- TASK -
Please return every line of the records that contains the word "registry".

━━━━━━

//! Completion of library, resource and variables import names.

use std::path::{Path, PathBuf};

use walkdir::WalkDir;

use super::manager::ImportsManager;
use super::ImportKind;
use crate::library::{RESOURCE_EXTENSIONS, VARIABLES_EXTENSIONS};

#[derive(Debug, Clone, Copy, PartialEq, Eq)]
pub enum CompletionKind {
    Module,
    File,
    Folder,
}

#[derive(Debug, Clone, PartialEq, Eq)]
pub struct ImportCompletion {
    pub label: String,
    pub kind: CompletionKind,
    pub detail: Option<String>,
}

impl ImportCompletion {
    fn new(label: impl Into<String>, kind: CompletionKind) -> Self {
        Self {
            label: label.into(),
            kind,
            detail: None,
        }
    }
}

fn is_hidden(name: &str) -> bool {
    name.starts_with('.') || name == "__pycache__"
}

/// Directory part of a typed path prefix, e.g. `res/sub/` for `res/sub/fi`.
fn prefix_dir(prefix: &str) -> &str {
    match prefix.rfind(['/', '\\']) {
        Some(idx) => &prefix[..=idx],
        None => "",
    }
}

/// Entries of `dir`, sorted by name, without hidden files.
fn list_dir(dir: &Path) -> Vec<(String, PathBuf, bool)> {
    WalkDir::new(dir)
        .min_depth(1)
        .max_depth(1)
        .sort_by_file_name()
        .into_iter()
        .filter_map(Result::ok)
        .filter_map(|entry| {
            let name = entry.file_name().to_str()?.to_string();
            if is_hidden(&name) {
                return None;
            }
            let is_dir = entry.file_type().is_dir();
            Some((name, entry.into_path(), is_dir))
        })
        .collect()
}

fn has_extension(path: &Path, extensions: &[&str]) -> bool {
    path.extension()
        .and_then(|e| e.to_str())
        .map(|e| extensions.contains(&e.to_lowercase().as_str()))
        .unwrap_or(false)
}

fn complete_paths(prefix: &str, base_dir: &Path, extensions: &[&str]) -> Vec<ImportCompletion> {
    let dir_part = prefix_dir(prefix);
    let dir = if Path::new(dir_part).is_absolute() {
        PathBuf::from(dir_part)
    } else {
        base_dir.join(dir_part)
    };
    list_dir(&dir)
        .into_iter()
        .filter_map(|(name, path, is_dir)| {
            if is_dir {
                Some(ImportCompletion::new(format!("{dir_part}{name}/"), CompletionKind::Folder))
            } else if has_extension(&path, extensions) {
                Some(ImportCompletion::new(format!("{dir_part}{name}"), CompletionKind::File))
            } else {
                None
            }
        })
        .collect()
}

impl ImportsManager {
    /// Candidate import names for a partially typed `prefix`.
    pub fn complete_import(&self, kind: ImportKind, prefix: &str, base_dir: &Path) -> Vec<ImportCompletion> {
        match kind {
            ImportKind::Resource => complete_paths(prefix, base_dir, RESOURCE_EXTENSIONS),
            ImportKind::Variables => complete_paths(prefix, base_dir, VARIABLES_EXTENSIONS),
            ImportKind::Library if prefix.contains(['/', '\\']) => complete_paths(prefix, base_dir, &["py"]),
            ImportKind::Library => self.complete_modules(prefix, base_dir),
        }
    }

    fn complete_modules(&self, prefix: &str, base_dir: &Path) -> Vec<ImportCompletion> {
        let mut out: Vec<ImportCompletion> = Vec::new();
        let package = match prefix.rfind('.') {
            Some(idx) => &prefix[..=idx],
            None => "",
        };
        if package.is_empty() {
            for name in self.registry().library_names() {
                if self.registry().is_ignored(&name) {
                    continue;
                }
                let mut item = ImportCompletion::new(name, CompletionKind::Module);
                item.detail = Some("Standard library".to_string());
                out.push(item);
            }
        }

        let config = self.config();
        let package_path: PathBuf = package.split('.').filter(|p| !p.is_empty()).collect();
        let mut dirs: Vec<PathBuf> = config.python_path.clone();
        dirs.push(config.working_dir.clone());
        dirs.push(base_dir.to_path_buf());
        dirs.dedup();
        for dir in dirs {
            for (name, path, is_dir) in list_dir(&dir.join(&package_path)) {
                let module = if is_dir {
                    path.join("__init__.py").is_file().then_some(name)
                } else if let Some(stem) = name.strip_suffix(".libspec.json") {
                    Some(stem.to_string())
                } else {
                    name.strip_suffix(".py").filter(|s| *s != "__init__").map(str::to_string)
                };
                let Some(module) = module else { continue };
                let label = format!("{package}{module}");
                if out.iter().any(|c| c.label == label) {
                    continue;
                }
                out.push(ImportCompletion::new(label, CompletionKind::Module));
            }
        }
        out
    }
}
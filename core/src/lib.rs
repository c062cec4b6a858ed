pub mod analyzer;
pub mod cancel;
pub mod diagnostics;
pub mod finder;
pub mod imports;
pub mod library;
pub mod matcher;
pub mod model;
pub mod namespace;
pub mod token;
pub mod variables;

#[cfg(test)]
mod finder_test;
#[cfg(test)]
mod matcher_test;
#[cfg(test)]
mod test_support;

━━━━━━

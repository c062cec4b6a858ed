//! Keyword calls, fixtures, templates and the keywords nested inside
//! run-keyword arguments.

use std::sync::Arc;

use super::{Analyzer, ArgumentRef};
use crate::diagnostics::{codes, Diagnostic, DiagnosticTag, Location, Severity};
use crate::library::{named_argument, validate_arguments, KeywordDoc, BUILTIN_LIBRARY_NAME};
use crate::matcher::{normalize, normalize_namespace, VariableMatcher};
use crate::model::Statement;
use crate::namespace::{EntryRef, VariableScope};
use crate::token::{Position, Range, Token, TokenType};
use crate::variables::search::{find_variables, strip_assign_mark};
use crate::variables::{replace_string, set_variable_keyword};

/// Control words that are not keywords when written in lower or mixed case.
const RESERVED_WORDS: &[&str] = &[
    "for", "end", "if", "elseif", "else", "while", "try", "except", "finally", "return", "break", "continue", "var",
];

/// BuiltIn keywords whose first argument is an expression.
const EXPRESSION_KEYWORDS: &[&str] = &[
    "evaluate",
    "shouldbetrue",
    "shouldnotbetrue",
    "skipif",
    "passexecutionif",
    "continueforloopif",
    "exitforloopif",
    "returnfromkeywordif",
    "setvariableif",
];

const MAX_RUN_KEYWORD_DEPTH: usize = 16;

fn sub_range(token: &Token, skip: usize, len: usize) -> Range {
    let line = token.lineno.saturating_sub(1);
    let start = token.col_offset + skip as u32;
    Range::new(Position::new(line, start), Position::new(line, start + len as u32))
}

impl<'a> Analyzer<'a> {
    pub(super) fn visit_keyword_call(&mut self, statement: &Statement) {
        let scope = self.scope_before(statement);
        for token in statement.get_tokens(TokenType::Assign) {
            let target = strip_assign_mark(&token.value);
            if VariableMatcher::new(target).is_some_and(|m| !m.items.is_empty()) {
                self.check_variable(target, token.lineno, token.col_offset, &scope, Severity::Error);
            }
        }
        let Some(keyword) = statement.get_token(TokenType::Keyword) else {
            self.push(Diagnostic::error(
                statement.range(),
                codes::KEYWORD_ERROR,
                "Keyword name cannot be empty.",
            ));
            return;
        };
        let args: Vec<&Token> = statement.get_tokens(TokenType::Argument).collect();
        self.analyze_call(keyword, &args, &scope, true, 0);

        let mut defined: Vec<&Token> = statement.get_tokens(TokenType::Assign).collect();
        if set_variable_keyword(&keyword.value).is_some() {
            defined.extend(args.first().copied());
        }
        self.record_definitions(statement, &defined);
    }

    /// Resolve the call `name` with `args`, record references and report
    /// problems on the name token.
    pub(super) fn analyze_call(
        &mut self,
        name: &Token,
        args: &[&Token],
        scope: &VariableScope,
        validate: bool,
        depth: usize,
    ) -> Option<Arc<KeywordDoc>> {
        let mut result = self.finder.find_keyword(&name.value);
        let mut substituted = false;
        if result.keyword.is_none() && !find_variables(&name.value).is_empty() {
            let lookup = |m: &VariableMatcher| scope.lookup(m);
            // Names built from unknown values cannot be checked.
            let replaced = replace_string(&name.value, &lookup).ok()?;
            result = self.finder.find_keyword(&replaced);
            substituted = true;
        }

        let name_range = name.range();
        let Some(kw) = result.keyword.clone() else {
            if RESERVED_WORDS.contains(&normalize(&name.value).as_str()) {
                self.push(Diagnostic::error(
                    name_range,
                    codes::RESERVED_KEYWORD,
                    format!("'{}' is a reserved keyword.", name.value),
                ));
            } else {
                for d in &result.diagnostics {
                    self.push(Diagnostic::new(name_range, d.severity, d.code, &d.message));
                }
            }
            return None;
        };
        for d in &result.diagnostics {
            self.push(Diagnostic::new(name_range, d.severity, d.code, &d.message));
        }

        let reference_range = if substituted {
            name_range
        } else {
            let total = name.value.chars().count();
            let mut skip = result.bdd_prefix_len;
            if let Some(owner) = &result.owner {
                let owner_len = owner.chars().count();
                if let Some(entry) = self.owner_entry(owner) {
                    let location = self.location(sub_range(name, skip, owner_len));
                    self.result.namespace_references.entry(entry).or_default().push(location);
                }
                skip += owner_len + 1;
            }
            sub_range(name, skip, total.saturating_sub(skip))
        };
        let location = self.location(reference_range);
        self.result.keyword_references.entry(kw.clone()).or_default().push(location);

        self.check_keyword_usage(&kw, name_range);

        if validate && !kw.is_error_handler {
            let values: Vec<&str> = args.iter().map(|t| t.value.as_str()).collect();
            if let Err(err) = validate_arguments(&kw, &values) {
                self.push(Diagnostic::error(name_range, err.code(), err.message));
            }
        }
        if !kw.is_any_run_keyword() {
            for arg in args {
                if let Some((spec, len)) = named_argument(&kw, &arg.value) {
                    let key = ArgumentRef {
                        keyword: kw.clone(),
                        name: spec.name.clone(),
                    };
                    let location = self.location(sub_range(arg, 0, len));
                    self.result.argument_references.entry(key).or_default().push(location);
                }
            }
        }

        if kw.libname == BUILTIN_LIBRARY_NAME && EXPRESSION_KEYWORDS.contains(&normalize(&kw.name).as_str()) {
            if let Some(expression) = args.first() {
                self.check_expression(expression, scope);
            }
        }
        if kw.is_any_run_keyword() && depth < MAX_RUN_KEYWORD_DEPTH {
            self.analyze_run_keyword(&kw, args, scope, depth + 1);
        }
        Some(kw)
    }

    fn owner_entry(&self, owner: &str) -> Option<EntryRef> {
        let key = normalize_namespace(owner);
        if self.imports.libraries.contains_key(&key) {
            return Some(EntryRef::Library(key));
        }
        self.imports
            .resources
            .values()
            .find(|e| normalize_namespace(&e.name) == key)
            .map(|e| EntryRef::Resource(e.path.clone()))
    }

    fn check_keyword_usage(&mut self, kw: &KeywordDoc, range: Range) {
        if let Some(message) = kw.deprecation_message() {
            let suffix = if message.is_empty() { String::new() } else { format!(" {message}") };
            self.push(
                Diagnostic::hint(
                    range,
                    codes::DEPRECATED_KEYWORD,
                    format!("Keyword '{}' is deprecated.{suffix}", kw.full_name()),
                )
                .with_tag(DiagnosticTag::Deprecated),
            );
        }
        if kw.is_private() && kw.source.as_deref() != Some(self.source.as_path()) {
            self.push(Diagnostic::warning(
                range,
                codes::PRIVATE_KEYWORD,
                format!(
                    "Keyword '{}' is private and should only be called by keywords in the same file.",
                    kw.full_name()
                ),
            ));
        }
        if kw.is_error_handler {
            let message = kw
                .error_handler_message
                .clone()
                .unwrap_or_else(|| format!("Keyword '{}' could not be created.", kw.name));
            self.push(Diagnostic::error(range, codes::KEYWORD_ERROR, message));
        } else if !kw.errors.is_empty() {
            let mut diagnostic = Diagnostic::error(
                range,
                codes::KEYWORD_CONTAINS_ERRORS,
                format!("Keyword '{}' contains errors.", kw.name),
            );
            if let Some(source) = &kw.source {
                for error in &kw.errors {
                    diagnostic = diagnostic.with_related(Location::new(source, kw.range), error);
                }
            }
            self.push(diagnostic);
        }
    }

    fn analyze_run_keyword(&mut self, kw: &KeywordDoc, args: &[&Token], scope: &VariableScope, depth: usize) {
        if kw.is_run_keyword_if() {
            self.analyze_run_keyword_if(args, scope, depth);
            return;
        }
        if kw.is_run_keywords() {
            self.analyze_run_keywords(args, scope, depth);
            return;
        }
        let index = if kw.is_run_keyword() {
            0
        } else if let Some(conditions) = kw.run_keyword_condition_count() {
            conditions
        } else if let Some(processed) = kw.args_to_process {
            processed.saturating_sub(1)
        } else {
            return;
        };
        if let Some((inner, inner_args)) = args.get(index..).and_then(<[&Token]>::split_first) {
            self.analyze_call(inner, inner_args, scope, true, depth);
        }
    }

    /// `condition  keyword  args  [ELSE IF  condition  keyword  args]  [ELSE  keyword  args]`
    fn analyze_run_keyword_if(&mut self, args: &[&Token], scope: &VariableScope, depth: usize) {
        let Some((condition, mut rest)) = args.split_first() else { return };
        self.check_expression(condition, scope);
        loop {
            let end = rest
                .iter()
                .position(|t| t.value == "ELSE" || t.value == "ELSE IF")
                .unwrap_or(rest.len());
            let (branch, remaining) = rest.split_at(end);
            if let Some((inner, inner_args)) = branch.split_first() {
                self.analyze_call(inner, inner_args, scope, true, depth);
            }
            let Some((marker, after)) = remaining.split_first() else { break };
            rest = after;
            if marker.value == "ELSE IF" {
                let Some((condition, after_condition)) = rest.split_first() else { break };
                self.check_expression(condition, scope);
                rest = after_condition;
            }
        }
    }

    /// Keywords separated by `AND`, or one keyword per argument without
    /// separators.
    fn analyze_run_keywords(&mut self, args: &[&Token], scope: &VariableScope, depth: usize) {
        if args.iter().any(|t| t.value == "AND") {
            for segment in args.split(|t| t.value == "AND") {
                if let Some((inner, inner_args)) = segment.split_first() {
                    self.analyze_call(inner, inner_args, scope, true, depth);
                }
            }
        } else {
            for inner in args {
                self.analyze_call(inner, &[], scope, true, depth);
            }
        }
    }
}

━━━━━━

- OUTPUT OF THE TASK -
            for name in self.registry().library_names() {
                if self.registry().is_ignored(&name) {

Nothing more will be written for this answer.